Things I will miss about Romania
- My kids! I love them so much, I am so happy for the chance I have gotten to get to know them, and I will miss them so much! They have seriously made this experience and impacted my life in so many wonderful ways. I only wish I could know what their futures will be like…
- Pastries – A major weakness of mine. I am a little obsessed and I usually buy a few a week at least. But they are so cheap and soo delicious. My favorite pastry place is called Petru, and they have these things called covridogs. They are a sausage wrapped in a soft pretzel and so so so good.
- Chocolate – The chocolate here is significantly better than in the states and cheaper too. I will be bringing quite a bit back with me. That is all.
- The Piata! – This is the open air market, and they is one right in front of my bloc. Fresh fruits and veggies of all kinds are sold by venders for much cheaper than the grocery stores. My favorite things to buy are raspberries and cherries. I love them.
- Romanian music – Although I can’t understand a lot of what the lyrics say, songs are so fun and catchy here. I have acquired quite the list of favorite songs. Included with these are the silly little kid’s songs on a cd the orphanage has, they are just so catchy!
- No tax! – It is so great to buy something for 10 lei and not have to pay any tax on it. That is going to be hard to get used to again when I go back!
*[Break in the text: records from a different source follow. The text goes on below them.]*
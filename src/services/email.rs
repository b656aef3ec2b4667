//! Email service.

use std::sync::Arc;
use tracing::instrument;

use super::{parse_response, with_default_headers};
use crate::auth::AuthProvider;
use crate::errors::PostmarkResult;
use crate::transport::{HttpRequest, HttpTransport};
use crate::types::{EmailPayload, Message, MessageDefaults, SendResponse};

/// Largest number of messages Postmark accepts in one batch call.
pub const MAX_BATCH_MESSAGES: usize = 500;

/// Email service for single and batch sends.
pub struct EmailService {
    transport: Arc<dyn HttpTransport>,
    auth: Arc<dyn AuthProvider>,
    defaults: MessageDefaults,
}

impl EmailService {
    /// Creates a new email service.
    pub fn new(
        transport: Arc<dyn HttpTransport>,
        auth: Arc<dyn AuthProvider>,
        defaults: MessageDefaults,
    ) -> Self {
        Self {
            transport,
            auth,
            defaults,
        }
    }

    /// Returns the defaults applied to outgoing messages.
    pub fn defaults(&self) -> &MessageDefaults {
        &self.defaults
    }

    /// Validates a message and builds its payload without sending it.
    pub fn build_payload(&self, message: &Message) -> PostmarkResult<EmailPayload> {
        EmailPayload::build(message, &self.defaults)
    }

    /// Sends a single message.
    ///
    /// Template messages go to `/email/withTemplate`, everything else to
    /// `/email`. Validation failures return before any request is made.
    #[instrument(skip(self, message), fields(recipients = message.to.len() + message.cc.len() + message.bcc.len()))]
    pub async fn send(&self, message: &Message) -> PostmarkResult<SendResponse> {
        let payload = self.build_payload(message)?;
        let path = if payload.uses_template() {
            "email/withTemplate"
        } else {
            "email"
        };

        let body = serde_json::to_vec(&payload)?;
        let request = with_default_headers(HttpRequest::post(path).with_body(body), self.auth.as_ref());

        let response = self.transport.send(request).await?;
        let result: SendResponse = parse_response(response)?;

        tracing::info!(
            message_id = result.message_id.as_deref().unwrap_or_default(),
            error_code = result.error_code,
            "Message submitted"
        );

        Ok(result)
    }

    /// Sends messages through `/email/batch`.
    ///
    /// Every message is validated before the first request. Results are in
    /// input order; more than [`MAX_BATCH_MESSAGES`] messages are sent as
    /// consecutive calls, and a failing call fails the whole batch.
    #[instrument(skip(self, messages), fields(count = messages.len()))]
    pub async fn send_batch(&self, messages: &[Message]) -> PostmarkResult<Vec<SendResponse>> {
        if messages.is_empty() {
            return Ok(Vec::new());
        }

        let payloads = messages
            .iter()
            .map(|m| self.build_payload(m))
            .collect::<PostmarkResult<Vec<_>>>()?;

        let mut results = Vec::with_capacity(payloads.len());
        for chunk in payloads.chunks(MAX_BATCH_MESSAGES) {
            let body = serde_json::to_vec(chunk)?;
            let request =
                with_default_headers(HttpRequest::post("email/batch").with_body(body), self.auth.as_ref());

            let response = self.transport.send(request).await?;
            let chunk_results: Vec<SendResponse> = parse_response(response)?;
            results.extend(chunk_results);
        }

        tracing::info!(
            submitted = results.len(),
            accepted = results.iter().filter(|r| r.is_success()).count(),
            "Batch submitted"
        );

        Ok(results)
    }
}

impl std::fmt::Debug for EmailService {
    fn fmt(&self, f: &mut std::fmt::Formatter<'_>) -> std::fmt::Result {
        f.debug_struct("EmailService")
            .field("defaults", &self.defaults)
            .finish()
    }
}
- Being in a place with so much history – America is such a young country. There is so much history here in this region. I have been able to go into churches and buildings from as old as the 1400s, it is just amazing to see the history here and I love learning about it!
- Taking Taxi’s – Although taxi’s are super sketch sometimes, they are fun, easy, and such a cheap and efficient way to get around. The most I have spent on a taxi ride is about 2 dollars, but more often it’s about 60 cents. It’s great!
- The wonderful Romanian people I have met this summer – there are so many people here who have helped to make this experience great. The branch members here, Mario, Teo, some of my orphanage workers and some of the doctors and nurses on the hospital staff – I am just so grateful for the chance I have had to know them. Like my kids at the orphanage and the hospital, they have impacted my life in a huge way with their kindness and friendship.
- Romanian outings with my fellow interns – Although living with 10 girls all summer has not been the easiest, I love all the girls I was able to have amazing adventures with all summer. We have seen some remarkable things, ate delicious food, and have been in some of the craziest situations of our lives together. This experience here with these great girls been priceless, and I will miss our Romanian adventures!